● **EXERCISE GOAL**: In the entries below, count every line that has the string "behind", and answer with that count alone.

Saved data entries
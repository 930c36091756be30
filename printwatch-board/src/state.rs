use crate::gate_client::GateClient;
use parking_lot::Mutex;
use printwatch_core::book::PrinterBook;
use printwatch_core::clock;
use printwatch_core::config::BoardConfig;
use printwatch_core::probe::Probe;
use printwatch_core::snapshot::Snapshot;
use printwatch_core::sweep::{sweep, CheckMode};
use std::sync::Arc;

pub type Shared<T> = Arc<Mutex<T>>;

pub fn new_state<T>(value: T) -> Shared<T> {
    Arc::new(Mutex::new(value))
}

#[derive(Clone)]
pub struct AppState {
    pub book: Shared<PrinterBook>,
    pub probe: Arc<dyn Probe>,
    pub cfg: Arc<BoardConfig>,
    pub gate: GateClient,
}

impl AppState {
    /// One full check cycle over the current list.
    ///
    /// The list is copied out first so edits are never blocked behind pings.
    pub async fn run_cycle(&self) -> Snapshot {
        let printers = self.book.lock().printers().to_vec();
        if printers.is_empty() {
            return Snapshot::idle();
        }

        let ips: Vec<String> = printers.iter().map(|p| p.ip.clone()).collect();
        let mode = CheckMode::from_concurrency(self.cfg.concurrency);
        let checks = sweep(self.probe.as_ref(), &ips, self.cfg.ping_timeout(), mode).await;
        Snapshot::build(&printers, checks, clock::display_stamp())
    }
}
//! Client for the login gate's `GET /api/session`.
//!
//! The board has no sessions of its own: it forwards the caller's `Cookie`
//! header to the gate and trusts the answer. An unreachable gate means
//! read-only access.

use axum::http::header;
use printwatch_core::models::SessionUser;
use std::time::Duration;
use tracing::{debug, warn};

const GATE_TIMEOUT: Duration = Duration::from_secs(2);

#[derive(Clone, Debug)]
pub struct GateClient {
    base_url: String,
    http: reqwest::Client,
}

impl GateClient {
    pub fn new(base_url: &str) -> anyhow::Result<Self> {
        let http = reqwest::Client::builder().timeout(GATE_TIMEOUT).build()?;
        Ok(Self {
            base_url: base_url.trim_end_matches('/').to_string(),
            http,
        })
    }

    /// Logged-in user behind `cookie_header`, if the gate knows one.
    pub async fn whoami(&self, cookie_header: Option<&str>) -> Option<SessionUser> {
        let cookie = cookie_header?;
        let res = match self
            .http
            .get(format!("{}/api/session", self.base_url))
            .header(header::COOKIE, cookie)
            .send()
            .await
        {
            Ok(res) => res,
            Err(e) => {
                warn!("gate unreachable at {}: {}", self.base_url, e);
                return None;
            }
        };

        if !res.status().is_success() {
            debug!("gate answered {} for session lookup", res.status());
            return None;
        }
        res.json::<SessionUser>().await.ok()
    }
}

● **TASK RESULT**: 2